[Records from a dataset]
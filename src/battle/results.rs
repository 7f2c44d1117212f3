//! Battle outcome record handed to persistence

use async_trait::async_trait;
use chrono::{DateTime, Utc};
use serde::{Deserialize, Serialize};
use thiserror::Error;
use uuid::Uuid;

use super::agent::Decision;
use super::session::BattleSession;
use super::state::{AgentIdentity, EndReason, Outcome, Side};

/// Decision stats for one side
#[derive(Debug, Clone, Default, PartialEq, Eq, Serialize, Deserialize)]
pub struct SideStats {
    /// Commands submitted
    pub decisions: u32,
    /// How many of those came from the random fallback
    pub fallbacks: u32,
    /// Sum of decision latencies
    pub total_latency_ms: u64,
}

impl SideStats {
    pub fn record(&mut self, decision: &Decision) {
        self.decisions += 1;
        if decision.fallback {
            self.fallbacks += 1;
        }
        self.total_latency_ms += decision.latency_ms;
    }

    pub fn average_latency_ms(&self) -> Option<u64> {
        (self.decisions > 0).then(|| self.total_latency_ms / self.decisions as u64)
    }
}

/// Everything persisted about a finished battle
#[derive(Debug, Clone, PartialEq, Serialize, Deserialize)]
pub struct BattleRecord {
    pub id: Uuid,
    pub format: String,
    pub p1: AgentIdentity,
    pub p2: AgentIdentity,
    /// Winner (None on a tie or an unresolved end)
    pub winner: Option<Side>,
    pub tie: bool,
    pub end_reason: EndReason,
    pub turns: u32,
    pub started_at: DateTime<Utc>,
    pub ended_at: DateTime<Utc>,
    pub p1_stats: SideStats,
    pub p2_stats: SideStats,
    pub log: Vec<String>,
}

impl BattleRecord {
    /// Build the record from an ended session
    pub fn from_session(session: &BattleSession) -> Self {
        let outcome = session.outcome();
        Self {
            id: session.id,
            format: session.format.clone(),
            p1: session.identity(Side::P1).clone(),
            p2: session.identity(Side::P2).clone(),
            winner: outcome.and_then(|o| o.winner()),
            tie: matches!(outcome, Some(Outcome::Tie)),
            end_reason: session.end_reason().unwrap_or(EndReason::Natural),
            turns: session.turn(),
            started_at: session.started_at,
            ended_at: session.ended_at().unwrap_or_else(Utc::now),
            p1_stats: session.stats(Side::P1),
            p2_stats: session.stats(Side::P2),
            log: session.log(),
        }
    }

    /// Identity of the winner, if any
    pub fn winner_identity(&self) -> Option<&AgentIdentity> {
        self.winner.map(|side| match side {
            Side::P1 => &self.p1,
            Side::P2 => &self.p2,
        })
    }

    /// Short result line, e.g. `openai/gpt-4o beat anthropic/claude in 23 turns`
    pub fn summary(&self) -> String {
        match self.winner {
            Some(side) => {
                let (winner, loser) = match side {
                    Side::P1 => (&self.p1, &self.p2),
                    Side::P2 => (&self.p2, &self.p1),
                };
                format!("{} beat {} in {} turns", winner, loser, self.turns)
            }
            None if self.tie => format!("{} tied {} after {} turns", self.p1, self.p2, self.turns),
            None => format!(
                "{} vs {} ended without a result ({})",
                self.p1,
                self.p2,
                self.end_reason.as_str()
            ),
        }
    }
}

#[derive(Debug, Error)]
#[error("Failed to persist battle: {0}")]
pub struct SinkError(pub String);

/// Receives exactly one record per ended session
#[async_trait]
pub trait OutcomeSink: Send + Sync {
    async fn persist(&self, record: BattleRecord) -> Result<(), SinkError>;
}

* Task brief *
Start at the first line of the entries and stop at the line with "use super::session::BattleSession;". Retype each of those lines exactly, both ends included.

* Result of the exercise *
filename src/battle/results.rs
repository 7f2c44d1117212f3
//! Battle outcome record handed to persistence

use async_trait::async_trait;
use chrono::{DateTime, Utc};
use serde::{Deserialize, Serialize};
use thiserror::Error;
use uuid::Uuid;

use super::agent::Decision;
use super::session::BattleSession;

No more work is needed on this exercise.